The defendant’s reliance on Annasingh and Walsh as support for the proposition that the court must dismiss the accusatory instrument merely because there was a single digit transcription error in the docket number to the otherwise properly executed CW supporting deposition is wholly misplaced as the People confirmed both that that was a transcription error of a single digit, and that the defendant had no other open cases that would cast doubt on the CW’s reference to the facts of the case. (See affirmation in support of People’s opposition to defendant’s motion to dismiss pursuant to CPL 30.30 at 2.) Instead, here, there simply is no doubt that the CW was in fact corroborating the facts set forth in the very accusatory instrument before this court.
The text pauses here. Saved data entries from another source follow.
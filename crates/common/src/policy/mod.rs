// -------------------------------------------------------------------------------------------------
//  Copyright (C) 2015-2026 Nautech Systems Pty Ltd. All rights reserved.
//  https://nautechsystems.io
//
//  Licensed under the GNU Lesser General Public License Version 3.0 (the "License");
//  You may not use this file except in compliance with the License.
//  You may obtain a copy of the License at https://www.gnu.org/licenses/lgpl-3.0.en.html
//
//  Unless required by applicable law or agreed to in writing, software
//  distributed under the License is distributed on an "AS IS" BASIS,
//  WITHOUT WARRANTIES OR CONDITIONS OF ANY KIND, either express or implied.
//  See the License for the specific language governing permissions and
//  limitations under the License.
// -------------------------------------------------------------------------------------------------

//! The dispatch surface every eviction policy implements, and the shared driver
//! admission path built on top of it.

pub mod fifo;
pub mod sfifo;

use rcachesim_core::{ObjId, Request};

use crate::record::RecordHandle;
use crate::stats::CacheStats;

/// The identity and size of an object that just left the cache, handed back to the
/// caller of [`EvictionPolicy::evict`].
#[derive(Debug, Clone, Copy, PartialEq, Eq)]
pub struct EvictedObject {
    pub obj_id: ObjId,
    pub obj_size: u32,
}

/// The operation set every eviction policy exposes to a driver.
///
/// A constructor and `Drop` stand in for the historical `initialize`/`free` pair; the
/// remaining methods below are this trait, implemented once by [`fifo::Fifo`] and once
/// by [`sfifo::SegmentedFifo`], so [`EvictionPolicy::get`] — the admission path — is
/// written once here and shared by both.
pub trait EvictionPolicy {
    /// Looks up `id`. When `update` is true and the lookup hits, the policy applies its
    /// hit-side effects (FIFO: none; segmented FIFO: promotion). Returns whether `id`
    /// was resident.
    fn check(&mut self, id: ObjId, update: bool) -> bool;

    /// Whether `req` could be admitted without exceeding any hard per-object bound
    /// (segment capacity for segmented FIFO; always true for plain FIFO as long as the
    /// object alone does not exceed the whole cache).
    fn can_insert(&self, req: &Request) -> bool;

    /// Whether admitting `req` right now, before any further eviction, would exceed the
    /// cache's byte budget.
    fn needs_eviction_for(&self, req: &Request) -> bool;

    /// Admits `req` as a new resident object. The caller must already know `req` is not
    /// resident (a prior [`EvictionPolicy::check`] returned `false`).
    fn insert(&mut self, req: &Request);

    /// A read-only look at the next object [`EvictionPolicy::evict`] would remove,
    /// without removing it.
    fn to_evict(&self) -> Option<RecordHandle>;

    /// Evicts one object chosen by the policy's replacement order. Returns `None` if
    /// the cache is empty.
    fn evict(&mut self, req: &Request) -> Option<EvictedObject>;

    /// Removes `id` if resident. Returns `false`, and does not panic, if it is not —
    /// removing an id the caller merely suspects is resident is a normal, non-erroneous
    /// path for this interface.
    fn remove(&mut self, id: ObjId) -> bool;

    /// The policy's running occupancy and request counters.
    fn stats(&self) -> &CacheStats;

    /// Mutable access to the policy's running counters, for [`EvictionPolicy::get`]'s
    /// default implementation.
    fn stats_mut(&mut self) -> &mut CacheStats;

    /// Lets a policy track the most recent wall-clock timestamp it has observed, for
    /// eviction-age recording. The default does nothing; override if age recording is
    /// wired up.
    fn note_request_time(&mut self, _req: &Request) {}

    /// The standard driver admission path: check, and on miss, evict until there is
    /// room, then insert.
    fn get(&mut self, req: &Request) -> bool {
        self.note_request_time(req);
        let hit = self.check(req.obj_id, true);
        self.stats_mut().record_request(hit);

        if hit {
            log::debug!(
                "admission hit id={} size={}",
                req.obj_id,
                req.obj_size
            );
            return true;
        }

        log::debug!(
            "admission miss id={} size={}",
            req.obj_id,
            req.obj_size
        );

        if !self.can_insert(req) {
            return false;
        }

        while self.needs_eviction_for(req) {
            if self.evict(req).is_none() {
                log::warn!("evict attempted on an empty cache");
                break;
            }
        }

        self.insert(req);
        false
    }
}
Therefore, the court finds that only 44 days of nonexcludable time is chargeable pursuant to CPL 30.30 and accordingly, the defendant’s motion to dismiss pursuant to CPL 30.30 is denied.
. CPL 30.30 (5) (c).
. As is the common practice, the CW was undoubtedly presented with a copy of the accusatory instrument and a supporting deposition and asked to sign the supporting deposition if in fact the facts set forth in the accusatory instrument were true. With respect to the veracity of the CW’s factual attestation, at trial, the People will be required to prove their case beyond a reasonable doubt and the defendant may otherwise test the truthfulness and accuracy of the CW’s testimony on cross-examination.
. If the People had maintained their readiness and noted their objection for the record then the People would not be charged the 44-day time period.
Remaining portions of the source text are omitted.